Causes for lower back pain
Though the majority of low back pain is due to injury (i.e. a strain or disc injury), this isn’t always the case. Other causes of lower back pain include:
- Spinal stenosis: When the spinal column narrows, putting pressure on the spinal cord and nerves.
- Abnormal spine curvatures
- Fibromyalgia: Long-term pain and tenderness in the joints, muscles, and tendons.
- Spondylitis: Inflammation of the joints between the spinal bones.
- Spondylosis: A degenerative disorder that sometimes leads to loss of normal spinal structure and function.
- Cancer of the spinal cord
- A ruptured or herniated disc
- Sciatica: When a herniated disc presses on the sciatic nerve.
- Kidney infections
- Infections of the spine
- Kidney and bladder problems
- Ovarian cysts
- Uterine fibroids
It’s also important to note that there are two types of back pain: pain that comes on suddenly and lasts no more than six weeks (aka acute back pain) and pain that lasts more than three months (aka chronic back pain).
What to do about lower back pain
According to Mayo Clinic, the majority of low back pain gradually improves with home treatment and self-care, usually within a few weeks. Home treatment can include alternating between ice and heat to relax muscles, over-the-counter pain medication, cessation of intense physical activity, and/or a warm bath or a massage.
If you practice home treatment diligently and your pain doesn’t improve after 72 hours, you should call your doctor.
There’s also the chance that your back pain is indicative of a serious medical problem.
In rare cases, back pain can signal a serious medical problem. Seek immediate care if your back pain leads to new bowel or bladder problems, is accompanied by fever, or follows a fall/blow to your back, seek immediate care.

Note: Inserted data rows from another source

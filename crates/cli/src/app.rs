// SPDX-License-Identifier: MIT
// Copyright (c) 2026 Alfred Jean LLC

//! Top-level commands.

use std::io::{self, IsTerminal};
use std::path::{Path, PathBuf};
use std::sync::Arc;

use agent_console_frames::FrameRecorder;
use thiserror::Error;
use uuid::Uuid;

use crate::cli::{Cli, Command, ConsoleArgs};
use crate::config::{ConfigError, ConsoleConfig};
use crate::diagnostic::{print_warning, TracingSink};
use crate::driver::{spawn_session, HeartbeatConfig};
use crate::logging::{init_logging, LogTarget};
use crate::replay::{self, ReplayError};
use crate::session::ConnectionSession;
use crate::time::ClockHandle;
use crate::view;
use crate::ws::WsTransport;

#[derive(Debug, Error)]
pub enum AppError {
    #[error(transparent)]
    Config(#[from] ConfigError),

    #[error(transparent)]
    Replay(#[from] ReplayError),

    #[error("Failed to open recording file {}: {source}", path.display())]
    Record { path: PathBuf, source: io::Error },

    #[error("Failed to open log file {}: {source}", path.display())]
    LogFile { path: PathBuf, source: io::Error },

    #[error("Terminal error: {0}")]
    Terminal(#[from] io::Error),
}

/// Run the command selected on the command line.
pub async fn run(cli: Cli) -> Result<(), AppError> {
    let config = ConsoleConfig::load(&cli.console)?;
    match cli.command() {
        Command::Watch => run_watch(&cli.console, &config).await,
        Command::Replay { file } => run_replay(&cli.console, &config, &file).await,
    }
}

fn start_logging(args: &ConsoleArgs, terminal_owned: bool) -> Result<(), AppError> {
    let target = LogTarget::select(args.log_file.as_deref(), terminal_owned);
    init_logging(&target).map_err(|source| AppError::LogFile {
        path: args.log_file.clone().unwrap_or_default(),
        source,
    })
}

fn build_session(config: &ConsoleConfig, session_id: &str) -> Result<ConnectionSession, AppError> {
    let sink = Arc::new(TracingSink::new(session_id));
    let session = ConnectionSession::from_config(config, ClockHandle::system(), sink);
    match &config.record {
        Some(path) => {
            let recorder = FrameRecorder::append(path).map_err(|source| AppError::Record {
                path: path.clone(),
                source,
            })?;
            Ok(session.with_recorder(recorder))
        }
        None => Ok(session),
    }
}

/// Connect to the log stream and show it until the user quits, the server
/// closes (plain mode) or a termination signal arrives.
pub async fn run_watch(args: &ConsoleArgs, config: &ConsoleConfig) -> Result<(), AppError> {
    let interactive = !args.plain && io::stdout().is_terminal();
    start_logging(args, interactive)?;

    let session_id = Uuid::new_v4().to_string();
    tracing::info!(
        session = %session_id,
        endpoint = %config.endpoint,
        capacity = config.capacity,
        "starting agent console"
    );
    if config.endpoint.scheme() == "wss" {
        print_warning(format_args!(
            "this build has no TLS support; connecting to {} will fail",
            config.endpoint
        ));
    }
    let session = build_session(config, &session_id)?;
    let transport = WsTransport::new(config.endpoint.clone());
    let handle = Arc::new(spawn_session(
        transport,
        session,
        HeartbeatConfig::from_config(config),
    ));

    let signal_handle = Arc::clone(&handle);
    let signals = tokio::spawn(async move {
        let signal = wait_for_signal().await;
        tracing::info!(signal, "received termination signal");
        signal_handle.teardown();
    });

    let result = if interactive {
        view::run_interactive(&handle, config.auto_scroll).await
    } else {
        view::run_plain(&handle, &mut io::stdout(), false).await
    };

    signals.abort();
    handle.teardown();
    if let Some(report) = handle.join().await {
        tracing::info!(
            session = %session_id,
            heartbeats = report.heartbeats_sent,
            closed_by_client = report.closed_by_client,
            "agent console stopped"
        );
    }
    result.map_err(AppError::from)
}

/// Replay recorded payloads and print the resulting buffer.
pub async fn run_replay(
    args: &ConsoleArgs,
    config: &ConsoleConfig,
    file: &Path,
) -> Result<(), AppError> {
    start_logging(args, false)?;

    let payloads = replay::load_payloads(file)?;
    let session = build_session(config, &Uuid::new_v4().to_string())?;
    let snapshot = replay::replay(payloads, session, HeartbeatConfig::from_config(config)).await?;

    let stdout = io::stdout();
    let ansi = !args.plain && stdout.is_terminal();
    view::print_snapshot(&snapshot, &mut stdout.lock(), ansi)?;
    Ok(())
}

/// Resolve with the name of the first termination signal received.
#[cfg(unix)]
async fn wait_for_signal() -> &'static str {
    use tokio::signal::unix::{signal, SignalKind};

    let (Ok(mut term), Ok(mut hup)) = (
        signal(SignalKind::terminate()),
        signal(SignalKind::hangup()),
    ) else {
        return ctrl_c().await;
    };
    tokio::select! {
        name = ctrl_c() => name,
        _ = term.recv() => "SIGTERM",
        _ = hup.recv() => "SIGHUP",
    }
}

#[cfg(not(unix))]
async fn wait_for_signal() -> &'static str {
    ctrl_c().await
}

async fn ctrl_c() -> &'static str {
    match tokio::signal::ctrl_c().await {
        Ok(()) => "SIGINT",
        // No handler could be installed; never fire.
        Err(_) => std::future::pending().await,
    }
}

Additionally, you should contact a doctor if your back pain becomes severe, causes weakness/numbness in one or both legs, causes tingling/pain down one or both legs, or is accompanied by inexplicable weight loss.
If you’re over 50 years old and you start experiencing back pain for the first time with no clear cause, seek medical help. The same goes for those with a history of cancer, osteoporosis, steroid use, or excessive drug or alcohol use.

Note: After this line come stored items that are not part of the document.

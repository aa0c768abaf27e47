// SPDX-License-Identifier: MIT
// Copyright (c) 2026 Alfred Jean LLC

//! Terminal front ends for a running session.
//!
//! [`run_interactive`] owns the terminal (alternate screen, raw mode) and
//! redraws on every published snapshot. [`run_plain`] prints each new row
//! once, for pipes and `--plain`.

use std::io::{self, Write};
use std::pin::pin;

use agent_console_frames::EventFrame;
use crossterm::cursor::{Hide, MoveTo, Show};
use crossterm::event::{Event, EventStream, KeyCode, KeyEvent, KeyEventKind, KeyModifiers};
use crossterm::style::{Attribute, Color, Print, ResetColor, SetAttribute, SetForegroundColor};
use crossterm::terminal::{
    self, disable_raw_mode, enable_raw_mode, Clear, ClearType, EnterAlternateScreen,
    LeaveAlternateScreen,
};
use crossterm::{execute, queue};
use futures_util::{Stream, StreamExt};
use unicode_width::UnicodeWidthStr;

use crate::colors;
use crate::driver::SessionHandle;
use crate::render::{self, Viewport, EMPTY_MESSAGE};
use crate::session::{ConsoleSnapshot, SessionState};

/// Header, separator and key hint.
const CHROME_ROWS: u16 = 3;

const KEY_HINT: &str = "q quit · c clear · a auto-scroll · ↑↓ PgUp PgDn Home End scroll";

/// What a key press asks the view to do.
#[derive(Clone, Copy, Debug, PartialEq, Eq)]
pub enum ViewAction {
    Quit,
    Clear,
    ToggleAutoScroll,
    ScrollUp,
    ScrollDown,
    PageUp,
    PageDown,
    Top,
    Bottom,
}

/// Map a key event to an action. Releases and unbound keys map to `None`.
pub fn key_action(key: KeyEvent) -> Option<ViewAction> {
    if key.kind == KeyEventKind::Release {
        return None;
    }
    let ctrl = key.modifiers.contains(KeyModifiers::CONTROL);
    match key.code {
        KeyCode::Char('c') if ctrl => Some(ViewAction::Quit),
        _ if ctrl => None,
        KeyCode::Char('q') | KeyCode::Esc => Some(ViewAction::Quit),
        KeyCode::Char('c') => Some(ViewAction::Clear),
        KeyCode::Char('a') => Some(ViewAction::ToggleAutoScroll),
        KeyCode::Up | KeyCode::Char('k') => Some(ViewAction::ScrollUp),
        KeyCode::Down | KeyCode::Char('j') => Some(ViewAction::ScrollDown),
        KeyCode::PageUp => Some(ViewAction::PageUp),
        KeyCode::PageDown => Some(ViewAction::PageDown),
        KeyCode::Home | KeyCode::Char('g') => Some(ViewAction::Top),
        KeyCode::End | KeyCode::Char('G') => Some(ViewAction::Bottom),
        _ => None,
    }
}

/// Apply a scrolling action. Returns `false` for actions the viewport does
/// not handle.
pub fn scroll(viewport: &mut Viewport, action: ViewAction, page_rows: usize) -> bool {
    let page_rows = page_rows.max(1);
    match action {
        ViewAction::ToggleAutoScroll => viewport.toggle_auto_scroll(),
        ViewAction::ScrollUp => viewport.scroll_up(1),
        ViewAction::ScrollDown => viewport.scroll_down(1),
        ViewAction::PageUp => viewport.scroll_up(page_rows),
        ViewAction::PageDown => viewport.scroll_down(page_rows),
        ViewAction::Top => viewport.top(),
        ViewAction::Bottom => viewport.bottom(),
        ViewAction::Quit | ViewAction::Clear => return false,
    }
    true
}

/// A run of text in one style.
#[derive(Clone, Debug, PartialEq, Eq)]
pub struct Span {
    pub text: String,
    pub color: Option<(u8, u8, u8)>,
    pub bold: bool,
}

impl Span {
    fn plain(text: impl Into<String>) -> Self {
        Self {
            text: text.into(),
            color: None,
            bold: false,
        }
    }

    fn colored(text: impl Into<String>, color: (u8, u8, u8)) -> Self {
        Self {
            text: text.into(),
            color: Some(color),
            bold: false,
        }
    }

    fn bold(mut self) -> Self {
        self.bold = true;
        self
    }
}

/// One screen line.
#[derive(Clone, Debug, Default, PartialEq, Eq)]
pub struct Line {
    pub spans: Vec<Span>,
}

impl Line {
    /// The line without styling.
    pub fn text(&self) -> String {
        self.spans.iter().map(|s| s.text.as_str()).collect()
    }

    /// Drop whatever does not fit in `width` columns.
    fn fit(self, width: usize) -> Self {
        let mut remaining = width;
        let mut spans = Vec::with_capacity(self.spans.len());
        for span in self.spans {
            let w = span.text.width();
            if w <= remaining {
                remaining -= w;
                spans.push(span);
                continue;
            }
            spans.push(Span {
                text: render::truncate_to_width(&span.text, remaining),
                ..span
            });
            break;
        }
        Self { spans }
    }
}

fn row_line(frame: &EventFrame) -> Line {
    let parts = render::row_parts(frame);
    let mut spans = vec![
        Span::colored(parts.time, colors::TEXT_GRAY),
        Span::plain(" "),
        Span::colored(parts.style.glyph, parts.style.color),
        Span::plain(" "),
    ];
    if let Some(agent) = parts.agent {
        spans.push(Span::colored(format!("[{}] ", agent), colors::AGENT_PURPLE).bold());
    }
    spans.push(Span::plain(parts.message));
    Line { spans }
}

/// Lay out a full screen of `width` x `height` cells.
pub fn layout(
    snapshot: &ConsoleSnapshot,
    viewport: &mut Viewport,
    width: u16,
    height: u16,
) -> Vec<Line> {
    let width = usize::from(width);
    let pane = usize::from(height.saturating_sub(CHROME_ROWS));
    let indicator = if snapshot.connected {
        colors::SUCCESS_GREEN
    } else {
        colors::ERROR_RED
    };

    let mut lines = vec![
        Line {
            spans: vec![
                Span::plain("Agent Console  ").bold(),
                Span::colored(render::status_line(snapshot, viewport.auto_scroll()), indicator),
            ],
        },
        Line {
            spans: vec![Span::colored("─".repeat(width), colors::DIM_GRAY)],
        },
    ];

    let range = viewport.window(snapshot.frames.len(), pane);
    let mut body: Vec<Line> = snapshot.frames[range].iter().map(row_line).collect();
    if snapshot.frames.is_empty() && pane > 0 {
        body.push(Line {
            spans: vec![Span::colored(EMPTY_MESSAGE, colors::DIM_GRAY)],
        });
    }
    body.resize(pane, Line::default());
    lines.extend(body);

    lines.push(Line {
        spans: vec![Span::colored(KEY_HINT, colors::DIM_GRAY)],
    });
    lines
        .into_iter()
        .take(usize::from(height))
        .map(|line| line.fit(width))
        .collect()
}

fn draw<W: Write>(out: &mut W, lines: &[Line]) -> io::Result<()> {
    for (y, line) in (0u16..).zip(lines) {
        queue!(out, MoveTo(0, y))?;
        for span in &line.spans {
            if span.bold {
                queue!(out, SetAttribute(Attribute::Bold))?;
            }
            if let Some((r, g, b)) = span.color {
                queue!(out, SetForegroundColor(Color::Rgb { r, g, b }))?;
            }
            queue!(
                out,
                Print(&span.text),
                ResetColor,
                SetAttribute(Attribute::Reset)
            )?;
        }
        queue!(out, Clear(ClearType::UntilNewLine))?;
    }
    queue!(out, Clear(ClearType::FromCursorDown))?;
    out.flush()
}

/// Raw mode and the alternate screen, restored on drop.
struct TerminalGuard;

impl TerminalGuard {
    fn enter<W: Write>(out: &mut W) -> io::Result<Self> {
        enable_raw_mode()?;
        let guard = Self;
        execute!(out, EnterAlternateScreen, Hide)?;
        Ok(guard)
    }
}

impl Drop for TerminalGuard {
    fn drop(&mut self) {
        let _ = execute!(io::stdout(), Show, LeaveAlternateScreen);
        let _ = disable_raw_mode();
    }
}

/// Run the full-screen console until the user quits or the session is
/// torn down.
///
/// A server-side close leaves the view up so the disconnect row stays
/// visible.
pub async fn run_interactive(handle: &SessionHandle, auto_scroll: bool) -> io::Result<()> {
    let mut stdout = io::stdout();
    let _guard = TerminalGuard::enter(&mut stdout)?;
    console_loop(handle, EventStream::new(), &mut stdout, terminal::size, auto_scroll).await
}

/// Redraw on every snapshot and apply key presses from `events`.
///
/// Returns on quit, when `events` ends, or once the session is torn down and
/// disconnected. Teardown is observed even after the driver has finished.
pub async fn console_loop<S, W, F>(
    handle: &SessionHandle,
    events: S,
    out: &mut W,
    size: F,
    auto_scroll: bool,
) -> io::Result<()>
where
    S: Stream<Item = io::Result<Event>>,
    W: Write,
    F: Fn() -> io::Result<(u16, u16)>,
{
    let mut events = pin!(events);
    let mut snapshots = handle.subscribe();
    let mut viewport = Viewport::new(auto_scroll);
    let mut driver_live = true;

    loop {
        let snapshot = snapshots.borrow_and_update().clone();
        let (width, height) = size()?;
        let lines = layout(&snapshot, &mut viewport, width, height);
        draw(out, &lines)?;

        if snapshot.state == SessionState::Disconnected && handle.is_torn_down() {
            return Ok(());
        }

        tokio::select! {
            changed = snapshots.changed(), if driver_live => {
                if changed.is_err() {
                    driver_live = false;
                }
            }
            // While the driver runs, its final snapshot reports the teardown.
            _ = handle.torn_down(), if !driver_live => {}
            event = events.next() => match event {
                Some(Ok(Event::Key(key))) => {
                    let Some(action) = key_action(key) else { continue };
                    match action {
                        ViewAction::Quit => return Ok(()),
                        ViewAction::Clear => handle.clear(),
                        other => {
                            let page = usize::from(height.saturating_sub(CHROME_ROWS));
                            scroll(&mut viewport, other, page);
                        }
                    }
                }
                // Resizes and everything else just trigger a redraw.
                Some(Ok(_)) => {}
                Some(Err(e)) => return Err(e),
                None => return Ok(()),
            }
        }
    }
}

/// Tracks which rows a line printer has already emitted.
#[derive(Debug, Default)]
pub struct PlainPrinter {
    printed_total: u64,
}

impl PlainPrinter {
    pub fn new() -> Self {
        Self::default()
    }

    /// Rows appended since the previous call. Rows evicted before they were
    /// observed are skipped.
    pub fn new_rows<'a>(&mut self, snapshot: &'a ConsoleSnapshot) -> &'a [EventFrame] {
        let fresh = snapshot.appended_total.saturating_sub(self.printed_total);
        let fresh = usize::try_from(fresh)
            .unwrap_or(usize::MAX)
            .min(snapshot.frames.len());
        self.printed_total = snapshot.appended_total;
        &snapshot.frames[snapshot.frames.len() - fresh..]
    }
}

/// Print rows as they arrive until the session disconnects.
pub async fn run_plain<W: Write>(handle: &SessionHandle, out: &mut W, ansi: bool) -> io::Result<()> {
    let mut snapshots = handle.subscribe();
    let mut printer = PlainPrinter::new();
    loop {
        let snapshot = snapshots.borrow_and_update().clone();
        for frame in printer.new_rows(&snapshot) {
            writeln!(out, "{}", render::render_row(frame, ansi))?;
        }
        out.flush()?;
        if snapshot.state == SessionState::Disconnected {
            return Ok(());
        }
        if snapshots.changed().await.is_err() {
            return Ok(());
        }
    }
}

/// Print every row currently in `snapshot`.
pub fn print_snapshot<W: Write>(snapshot: &ConsoleSnapshot, out: &mut W, ansi: bool) -> io::Result<()> {
    for frame in &snapshot.frames {
        writeln!(out, "{}", render::render_row(frame, ansi))?;
    }
    out.flush()
}

#[cfg(test)]
#[path = "view_tests.rs"]
mod tests;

Some back pain can be prevented through lifestyle modifications such as regular low-impact aerobic activities, abdominal and back muscle exercises, quitting smoking, and maintaining good posture.
Remember, though, that most products that promise prevention and/or relief aren’t scientifically proven to help (i.e. special mattresses or insoles). Always consult with your doctor before beginning a new program/protocol for your back pain.